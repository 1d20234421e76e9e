//! Re-simulating a recorded legacy replay.

use std::sync::Arc;

use blockstack_core::{
    EndReason, PlaybackDriver, Ruleset, SimEvent, SimOptions, Simulation, Stats,
};
use blockstack_replay::replay2::{Replay2Config, Replay2Encoder, ReplayState};
use blockstack_replay::{CodecResult, LegacyReplay};
use blockstack_types::GameMode;
use log::{debug, warn};
use serde::Serialize;

/// Result of playing a replay to the end.
#[derive(Debug, Clone, PartialEq, Eq, Serialize)]
#[serde(rename_all = "camelCase")]
pub struct PlaybackSummary {
    pub score: u32,
    pub lines: u32,
    pub attack: u32,
    pub pieces: u32,
    pub holds: u32,
    pub max_combo: u32,
    pub finesse: u32,
    pub key_presses: u32,
    pub game_time_ms: u32,
    pub end_reason: Option<String>,
}

impl PlaybackSummary {
    fn new(stats: &Stats, game_time_ms: u32, end: Option<EndReason>) -> Self {
        Self {
            score: stats.score,
            lines: stats.lines,
            attack: stats.attack,
            pieces: stats.pieces,
            holds: stats.holds,
            max_combo: stats.max_combo,
            finesse: stats.finesse,
            key_presses: stats.key_presses,
            game_time_ms,
            end_reason: end.map(|reason| format!("{reason:?}")),
        }
    }
}

#[derive(Debug)]
pub struct PlaybackSession {
    sim: Simulation<PlaybackDriver>,
    game_time_ms: u32,
}

impl PlaybackSession {
    pub fn new(ruleset: Arc<Ruleset>, replay: &LegacyReplay) -> Self {
        let mode = replay.meta.mode().unwrap_or_else(|| {
            warn!("unknown replay mode {:#x}, playing as live", replay.meta.m);
            GameMode::default()
        });
        let mut options = SimOptions::new(replay.meta.seed.clone()).with_mode(mode);
        options.soft_drop_id = replay.meta.soft_drop_id;
        let sim = Simulation::playback(ruleset, options, replay.actions.iter().cloned());
        Self {
            sim,
            game_time_ms: replay.game_time_ms(),
        }
    }

    pub fn sim(&self) -> &Simulation<PlaybackDriver> {
        &self.sim
    }

    /// Apply actions up to `t`, returning the events they produced.
    pub fn step_until(&mut self, t: u32) -> Vec<SimEvent> {
        self.sim.play_until(t);
        self.sim.drain_events()
    }

    pub fn is_finished(&self) -> bool {
        self.sim.remaining() == 0 || self.sim.is_ended()
    }

    pub fn run(mut self) -> PlaybackSummary {
        let applied = self.sim.play_to_end();
        debug!("replay applied {applied} actions");
        PlaybackSummary::new(self.sim.stats(), self.game_time_ms, self.sim.end_reason())
    }

    /// Play the replay through, capturing a Replay2 frame at every action
    /// time.
    pub fn render_replay2(
        mut self,
        config: Replay2Config,
    ) -> CodecResult<(Replay2Config, Vec<u8>)> {
        let mut encoder = Replay2Encoder::new(config);
        encoder.capture(0, &ReplayState::capture(&self.sim))?;
        while let Some(t) = self.sim.driver().next_time() {
            self.sim.play_until(t);
            encoder.capture(t, &ReplayState::capture(&self.sim))?;
            if self.sim.is_ended() {
                break;
            }
        }
        Ok(encoder.finish())
    }
}

#[cfg(test)]
mod tests {
    use super::*;
    use crate::recorder::GameRecorder;
    use blockstack_core::{Input, Key};
    use blockstack_replay::replay2::{decode, states};

    fn recorded() -> crate::recorder::Recording {
        let mut rec = GameRecorder::new(
            Arc::new(Ruleset::default()),
            SimOptions::new("playback-seed"),
        )
        .unwrap();
        for (i, key) in [Key::Left, Key::RotateCw, Key::Right, Key::HardDrop]
            .into_iter()
            .cycle()
            .take(24)
            .enumerate()
        {
            let t = i as u32 * 150;
            rec.input(Input::Press(key), t).unwrap();
            rec.input(Input::Release(key), t + 40).unwrap();
        }
        rec.finish(0)
    }

    #[test]
    fn playback_matches_the_recorded_game() {
        let recording = recorded();
        let summary = PlaybackSession::new(Arc::new(Ruleset::default()), &recording.legacy).run();
        assert_eq!(summary.pieces, recording.stats.pieces);
        assert_eq!(summary.score, recording.stats.score);
        assert_eq!(summary.lines, recording.stats.lines);
    }

    #[test]
    fn rendered_frames_end_on_the_final_board() {
        let recording = recorded();
        let session = PlaybackSession::new(Arc::new(Ruleset::default()), &recording.legacy);
        let (_, bytes) = session.render_replay2(Replay2Config::default()).unwrap();
        let (_, rendered) = states(&decode(&bytes).unwrap()).unwrap().pop().unwrap();
        let (_, live) = states(&decode(&recording.replay2).unwrap())
            .unwrap()
            .pop()
            .unwrap();
        assert_eq!(rendered.matrix, live.matrix);
    }

    #[test]
    fn summary_serializes_in_camel_case() {
        let summary = PlaybackSummary::new(&Stats::default(), 1234, Some(EndReason::BlockOut));
        let json = serde_json::to_value(&summary).unwrap();
        assert_eq!(json["gameTimeMs"], 1234);
        assert_eq!(json["keyPresses"], 0);
        assert_eq!(json["endReason"], "BlockOut");
    }
}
-------------------------
### Task description:
Within the material above, show every line that includes "SimOptions".

### Solved exercise:
    EndReason, PlaybackDriver, Ruleset, SimEvent, SimOptions, Simulation, Stats,
        let mut options = SimOptions::new(replay.meta.seed.clone()).with_mode(mode);
            SimOptions::new("playback-seed"),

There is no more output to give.